## [Source information]
•••••
//! Price parsing for free-text price labels.

use core::fmt;

use rust_decimal::Decimal;
use serde::{Deserialize, Serialize};

/// A parsed product price.
///
/// The catalog stores prices as display labels (`"$99.99"`, `"TBA"`),
/// not structured numbers; `Price` is the structured form extracted from
/// a label for machine consumers (structured data, comparisons). The site
/// is single-currency by design: everything is USD.
#[derive(Debug, Clone, Copy, PartialEq, Eq, Serialize, Deserialize)]
pub struct Price {
    /// Amount in dollars.
    pub amount: Decimal,
}

impl Price {
    /// ISO 4217 code for the only supported currency.
    pub const CURRENCY_CODE: &'static str = "USD";

    /// The label value that marks a price as not yet announced.
    pub const TBA_SENTINEL: &'static str = "TBA";

    /// Create a price from a decimal dollar amount.
    #[must_use]
    pub const fn new(amount: Decimal) -> Self {
        Self { amount }
    }

    /// Parse a price from a free-text label.
    ///
    /// Returns `None` for the literal `"TBA"` sentinel, for labels with
    /// no digits at all, and for digit runs that do not form a valid
    /// decimal. Otherwise the first maximal run of digits and `.`
    /// characters is parsed as a decimal dollar amount.
    ///
    /// Thousands separators, negative values, and non-USD currencies are
    /// deliberately not handled.
    ///
    /// ```
    /// use brickmon_core::Price;
    ///
    /// assert_eq!(Price::parse_label("$99.99").map(|p| p.amount.to_string()),
    ///            Some("99.99".to_owned()));
    /// assert_eq!(Price::parse_label("TBA"), None);
    /// assert_eq!(Price::parse_label("Free!"), None);
    /// ```
    #[must_use]
    pub fn parse_label(label: &str) -> Option<Self> {
        if label == Self::TBA_SENTINEL {
            return None;
        }

        let run = first_numeric_run(label)?;
        run.parse::<Decimal>().ok().map(Self::new)
    }
}

impl fmt::Display for Price {
    fn fmt(&self, f: &mut fmt::Formatter<'_>) -> fmt::Result {
        write!(f, "${:.2}", self.amount)
    }
}

/// First maximal run of `[0-9.]` characters, or `None` if there is none.
fn first_numeric_run(s: &str) -> Option<&str> {
    let is_numeric = |c: char| c.is_ascii_digit() || c == '.';

    let start = s.find(is_numeric)?;
    let rest = s.get(start..)?;
    let end = rest.find(|c| !is_numeric(c)).unwrap_or(rest.len());
    rest.get(..end)
}

#[cfg(test)]
#[allow(clippy::unwrap_used)]
mod tests {
    use super::*;

    #[test]
    fn test_parse_label_dollar_amount() {
        let price = Price::parse_label("$99.99").unwrap();
        assert_eq!(price.amount, Decimal::new(9999, 2));
    }

    #[test]
    fn test_parse_label_tba_sentinel() {
        assert_eq!(Price::parse_label("TBA"), None);
    }

    #[test]
    fn test_parse_label_no_digits() {
        assert_eq!(Price::parse_label("Free!"), None);
        assert_eq!(Price::parse_label(""), None);
        assert_eq!(Price::parse_label("$TBA"), None);
    }

    #[test]
    fn test_parse_label_takes_first_run() {
        let price = Price::parse_label("was $129.99, now cheaper").unwrap();
        assert_eq!(price.amount, Decimal::new(12999, 2));
    }

    #[test]
    fn test_parse_label_whole_dollars() {
        let price = Price::parse_label("$49").unwrap();
        assert_eq!(price.amount, Decimal::new(49, 0));
    }

    #[test]
    fn test_parse_label_invalid_run() {
        // A run of dots is numeric-shaped but not a decimal
        assert_eq!(Price::parse_label("..."), None);
    }

    #[test]
    fn test_display_two_decimal_places() {
        let price = Price::parse_label("$49").unwrap();
        assert_eq!(price.to_string(), "$49.00");
    }

    #[test]
    fn test_parse_label_deterministic() {
        assert_eq!(Price::parse_label("$19.99"), Price::parse_label("$19.99"));
    }
}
•••••
Lines above with "const" in them are the ones to copy.

## [Task answer]
    pub const CURRENCY_CODE: &'static str = "USD";
    pub const TBA_SENTINEL: &'static str = "TBA";
    pub const fn new(amount: Decimal) -> Self {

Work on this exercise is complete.